Bien sûr, les raisons sont nombreuses explique Bryan Alexander pour SmartMobs, mais partout on constate une faible adoption par les utilisateurs combinée à une envolée des coûts pour le déploiement de ces nuages de connectivité urbaine. “Il n’y a pas de Business Model”, martèlent les nombreux opposants à ces projets. Les supporters des MuniFi (ces réseaux municipaux Wi-Fi) pointent souvent l’exemple réussi du réseau Wi-Fi de Mountain View offert par Google (mais qui ne compte quelques 15 000 utilisateurs uniques par mois). Si ce n’est que ce réseau gratuit est implanté à un endroit particulier de la Silicon Valley où les gens ne quittent pas leur maison sans leur portable et ont un besoin maladif de rester connecter, précise Om Malik.

“Les consommateurs sont un rapport assez faibles pour les réseaux Wi-Fi Municipaux”, explique l’analyste Craig Settles auteur d’un récent rapport sur les impacts économiques des réseaux municipaux sans fil (.pdf) : “ce sont des clients coûteux à obtenir et encore plus coûteux à conserver”. “Je ne pense pas pour autant que ce soit la fin”, précise encore ce dernier. “Il y a une valeur à disposer d’un réseau municipal - notamment comme banc d’essai pour les applications, services et infrastructures mobiles - mais nous devons penser le processus plus soigneusement.” Et de suggérer au réseau de San Francisco une meilleure intégration (en combinant la fibre et le sans fil) et l’abandon de l’idée de développer un réseau gratuit pour tous, au profit d’un projet plus commercial.

Toutes les nouvelles ne sont pas mauvaises, mais pour l’instant, force est de constater que les réseaux citoyens (comme le réseau Mesh initié par Meraki Networks sur San Francisco), malgré leur incomplétude, se portent mieux, ou a tout le moins bénéficient encore d’une dynamique positive.
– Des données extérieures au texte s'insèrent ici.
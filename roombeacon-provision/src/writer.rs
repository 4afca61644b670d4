use roombeacon_proto::ble::{encode_minor_id, encode_text};
use roombeacon_proto::{MinorId, Role, RoomPreset};
use uuid::Uuid;

use crate::central::Central;
use crate::error::ProvisionError;
use crate::machine::Provisioner;
use crate::resolver::GattStage;
use crate::state::ProvisioningState;
use crate::timer::Scheduler;

/// Network credentials and room assignment for one beacon
#[derive(Clone, PartialEq, Eq)]
pub struct ProvisionRequest {
    pub ssid: String,
    pub password: String,
    pub room_name: String,
    pub minor_id: MinorId,
}

impl std::fmt::Debug for ProvisionRequest {
    fn fmt(&self, f: &mut std::fmt::Formatter<'_>) -> std::fmt::Result {
        f.debug_struct("ProvisionRequest")
            .field("ssid", &self.ssid)
            .field("password", &"<redacted>")
            .field("room_name", &self.room_name)
            .field("minor_id", &self.minor_id)
            .finish()
    }
}

impl ProvisionRequest {
    pub fn new(
        ssid: impl Into<String>,
        password: impl Into<String>,
        room_name: impl Into<String>,
        minor_id: MinorId,
    ) -> Self {
        Self {
            ssid: ssid.into(),
            password: password.into(),
            room_name: room_name.into(),
            minor_id,
        }
    }

    pub fn from_preset(
        ssid: impl Into<String>,
        password: impl Into<String>,
        preset: &RoomPreset,
    ) -> Self {
        Self::new(ssid, password, preset.name, preset.minor_id)
    }

    /// Wire value for one of the configuration characteristics
    pub fn payload(&self, role: Role) -> Option<Vec<u8>> {
        match role {
            Role::Ssid => Some(encode_text(&self.ssid)),
            Role::Password => Some(encode_text(&self.password)),
            Role::RoomName => Some(encode_text(&self.room_name)),
            Role::MinorId => Some(encode_minor_id(self.minor_id).to_vec()),
            Role::Command | Role::Status => None,
        }
    }
}

/// Configuration writes issued and acknowledged in the current attempt
#[derive(Debug, Clone, Copy, Default, PartialEq, Eq)]
pub struct WriteProgress {
    pending: usize,
    completed: usize,
    /// Bit per role, set once its write is acknowledged
    acknowledged: u8,
}

impl WriteProgress {
    pub fn pending(&self) -> usize {
        self.pending
    }

    pub fn completed(&self) -> usize {
        self.completed
    }

    pub(crate) fn reset(&mut self) {
        *self = Self::default();
    }

    pub(crate) fn issue(&mut self) {
        self.pending += 1;
    }

    /// Count the acknowledgment of `role`. False for a repeat, or if every
    /// issued write is already accounted for.
    pub(crate) fn complete(&mut self, role: Role) -> bool {
        let bit = 1u8 << role.index();
        if self.acknowledged & bit != 0 || self.completed >= self.pending {
            return false;
        }
        self.acknowledged |= bit;
        self.completed += 1;
        true
    }

    pub fn is_complete(&self) -> bool {
        self.pending > 0 && self.completed == self.pending
    }
}

impl std::fmt::Display for WriteProgress {
    fn fmt(&self, f: &mut std::fmt::Formatter<'_>) -> std::fmt::Result {
        write!(f, "{}/{}", self.completed, self.pending)
    }
}

impl<C: Central, S: Scheduler> Provisioner<C, S> {
    /// Write the configuration to the connected beacon. Every configuration
    /// characteristic the beacon exposes is written; the save command follows
    /// once all of them are acknowledged.
    pub fn provision(&mut self, request: ProvisionRequest) {
        if matches!(
            self.state,
            ProvisioningState::Writing | ProvisioningState::Saving
        ) {
            self.log.log("provision request ignored, already provisioning");
            return;
        }
        let connected = self.gatt == GattStage::Resolved
            && matches!(
                self.state,
                ProvisioningState::Ready | ProvisioningState::DiscoveringServices
            );
        let Some(id) = self.target_id().filter(|_| connected) else {
            self.fail(ProvisionError::NotConnected);
            return;
        };

        self.progress.reset();
        self.save_issued = false;
        self.log.log_detail(
            "provision requested",
            format!(
                "ssid {:?}, room {:?}, minor {}",
                request.ssid, request.room_name, request.minor_id
            ),
        );
        self.set_state(ProvisioningState::Writing);

        for role in Role::CONFIGURATION {
            let Some(characteristic) = self.characteristics.get(role) else {
                self.log
                    .log_detail("write skipped", format!("beacon has no {role} characteristic"));
                continue;
            };
            let Some(value) = request.payload(role) else {
                continue;
            };
            self.log.log_detail("write issued", format!("{role} ({} bytes)", value.len()));
            self.progress.issue();
            self.central.write(&id, characteristic, value);
        }
        self.request = Some(request);

        if self.progress.pending() == 0 {
            self.fail(ProvisionError::NothingToWrite);
        }
    }

    pub(crate) fn on_write_completed(
        &mut self,
        id: &str,
        characteristic: Uuid,
        result: Result<(), String>,
    ) {
        if !self.is_target(id) {
            return;
        }
        let role = self.characteristics.role_of(characteristic);

        if role == Some(Role::Command) {
            self.on_save_written(result);
            return;
        }
        let Some(role) = role.filter(|role| Role::CONFIGURATION.contains(role)) else {
            self.log.log_detail("write acknowledgment ignored", characteristic.to_string());
            return;
        };
        if self.state != ProvisioningState::Writing {
            self.log.log_detail("late write acknowledgment ignored", role.as_str());
            return;
        }

        if let Err(message) = result {
            self.fail(ProvisionError::WriteFailure { role, message });
            return;
        }
        if !self.progress.complete(role) {
            log::warn!("unexpected write acknowledgment for {role}");
            self.log.log_detail("surplus write acknowledgment ignored", role.as_str());
            return;
        }
        self.log.log_detail("write acknowledged", format!("{role} {}", self.progress));

        if self.progress.is_complete() {
            self.send_save();
        }
    }
}

#[cfg(test)]
mod tests {
    use super::*;
    use roombeacon_proto::find_preset;

    #[test]
    fn payloads_follow_the_wire_format() {
        let office = find_preset("office").unwrap();
        let request = ProvisionRequest::from_preset("Lab", "s3cret", office);

        assert_eq!(request.payload(Role::Ssid), Some(b"Lab".to_vec()));
        assert_eq!(request.payload(Role::Password), Some(b"s3cret".to_vec()));
        assert_eq!(request.payload(Role::RoomName), Some(b"Office".to_vec()));
        assert_eq!(request.payload(Role::MinorId), Some(vec![0x00, 0x04]));
        assert_eq!(request.payload(Role::Command), None);
    }

    #[test]
    fn large_minor_id_is_big_endian() {
        let request = ProvisionRequest::new("a", "b", "Attic", MinorId::new(0x1234).unwrap());
        assert_eq!(request.payload(Role::MinorId), Some(vec![0x12, 0x34]));
    }

    #[test]
    fn empty_strings_are_written_as_empty_payloads() {
        let request = ProvisionRequest::new("", "", "", MinorId::new(1).unwrap());
        assert_eq!(request.payload(Role::Password), Some(Vec::new()));
    }

    #[test]
    fn debug_redacts_password() {
        let request = ProvisionRequest::new("Lab", "hunter2", "Office", MinorId::new(4).unwrap());
        let text = format!("{request:?}");
        assert!(!text.contains("hunter2"));
        assert!(text.contains("Lab"));
    }

    #[test]
    fn progress_never_overruns() {
        let mut progress = WriteProgress::default();
        progress.issue();
        progress.issue();
        assert!(!progress.is_complete());

        assert!(progress.complete(Role::Ssid));
        // a repeated ack is not a second write
        assert!(!progress.complete(Role::Ssid));
        assert!(progress.complete(Role::Password));
        assert!(!progress.complete(Role::RoomName));

        assert!(progress.is_complete());
        assert_eq!(progress.to_string(), "2/2");
        assert!(!WriteProgress::default().is_complete());
    }
}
Les petites villes sont souvent plus accessibles que les grosses, sans compter celles où la topographie et la culture internet s’y prêtent, comme c’est le cas à Portland qui est souvent cité en exemple.

“Trop de municipalités continuent à se concentrer sur de grands et ambitieux projets de réseaux sans fil municipaux qui n’ont pas une vision clair de leur rentabilité”, explique Joe Panettieri pour MuniWireless. Face à cela, les projets municipaux les plus réussis sont ceux où un département de la ville (police, travaux public…) a déployé une application forte sur ce réseau (réseau de télésurveillance, système de compteurs de gaz, d’eau ou d’électricité automatiques, réseau de communications d’urgences…) qui permet d’avoir un retour sur investissement assez clair, comme à Corpus Christi (Texas), Buffalo (Minnesota), Phoenix (Arizona), Providence (Rhode Island) et bien d’autres villes qui ont assuré la prospérité de leur réseau haut débit en y développant des applications propres.

Quand une municipalité réussi le déploiement d’une application, il est bien plus facile de construire une offre d’accès limitée ou compréhensible pour le public.”

Les projets en cours ou à l’étude continuent donc à s’égrainer, comme le souligne ce point complet réalisé par DailyWireless. 455 villes et comtés américains ont déployé ou projettent de déployer un réseau sans fil Wi-Fi. Ils n’étaient que 122 il y a 2 ans, rappelle MuniWireless dans leur dernier recensement (.pdf) (à compléter avec leur étude sur les Business Models). Mais le taux de déploiement devrait considérablement ralentir prédisent les analystes d’In-Stat.